El Reino: Una bofetada al espectador

Manuel, un influyente vicesecretario autonómico que lo tiene todo a favor para dar el salto a la política nacional, observa cómo su perfecta vida se desmorona a partir de unas filtraciones que le implican en una trama de corrupción junto a Paco, uno de sus mejores amigos. Mientras los medios de comunicación empiezan a hacerse eco de las dimensiones del escándalo, el partido cierra filas y únicamente Paco sale indemne. Manuel es expulsado, señalado por la opinión pública y traicionado por los que hasta hace unas horas eran sus amigos. Aunque el partido pretende que cargue con toda la responsabilidad, Manuel no se resigna a caer solo.
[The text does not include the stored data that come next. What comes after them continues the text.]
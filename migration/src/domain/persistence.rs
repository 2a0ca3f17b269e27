use std::collections::HashSet;

use crate::domain::migration::MigrationStep;

pub trait Persistence: Send + Sync + Clone + 'static {
    /// load names of the existing tables from database
    fn load(&self) -> impl Future<Output = Result<HashSet<String>, anyhow::Error>> + Send;
    /// apply migration steps to database, one transaction per step
    fn apply_migration_steps(
        &self,
        steps: Vec<MigrationStep>,
    ) -> impl Future<Output = Result<(), anyhow::Error>> + Send;
    /// extract database schema
    fn database_schema(&self) -> &str;
}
Con el único apoyo de su mujer y de su hija, y atrapado en una espiral de supervivencia, Manuel se verá obligado a luchar contra una maquinaria de corrupción que lleva años engrasada, y contra un sistema de partidos en el que los reyes caen, pero los reinos continúan.

¿Puede una película golpearte (Metafóricamente hablando) tanto, y de tal forma, que te deje noqueado durante unos instantes, pensativo en tu butaca mientras asimilas lo que acabas de ver? ¿Puede hacerte reflexionar sobre todo lo que ha sucedido en los últimos diez años (por ejemplo)? Pues Rodrigo Sorogoyen lo logra y si no lo hace, es porque no has estado atento a todo lo que pasaba.

‘El Reino’ es esa clase de película de la que todo el mundo va a estar hablando entre los círculos cinéfilos. Una perfecta reflexión sobre los tiempos que corren en los que se obvian siglas de partidos y nombres en clave, pero se mantiene la trama y algunos de los sucesos que aún, hoy en día, siguen sin estar esclarecidos. Ese es uno de los grandes aciertos del film, el de no poner nombres propios, el de «si esto te revuelve la bilis pues echa un vistazo a tu alrededor porque está pasando AHORA MISMO».

Descubrimos personajes tan deleznables como poderosos, absolutamente corrompidos, que se burlan de compañeros de partido mientras comen una buena mariscada al lado del mar. Entre ellos descubrimos a Manuel, otra vez Antonio de la Torre en modo «destroyer», en modo «monstruo absoluto de la interpretación». El tío aguanta los primeros planos como nadie y consigue que hasta sienta un poco de lástima por un individuo de su calaña.

Pues bien, el suceder de los acontecimientos le llevará a ser el apestado del partido. Esos mismos compañeros que comen con él, no querrán verle ni en pintura. Sin complejidades, sin fuegos de artificio, todo rodado con mucho realismo y con muchísimo oficio.

Cabe destacar si cabe, dentro de la tensión creciente durante todo el metraje (gracias en parte a esa música, al principio desconcertante, luego necesaria), la escena del piso y cómo su director es capaz de hacerte pasar un mal/buen rato, de que sudes la gota gorda como está sudándola su personaje principal.

Pero luego, encima, es capaz de terminar con la BOFETADA DE REALIDAD, un golpe directo a la mandíbula del espectador en forma de monólogo de Bárbara Lennie (una bien plantada sucedánea de Ana Pastor) que teja completamente descompuesto. Y aún me dura.

‘El Reino’ es cine español de primera amigos. Más allá de partidos, más allá de insignias. Reflexionad, porque hay mucho sobre lo que discutir y debatir. Y si no estáis de acuerdo, es que no hemos visto la misma película.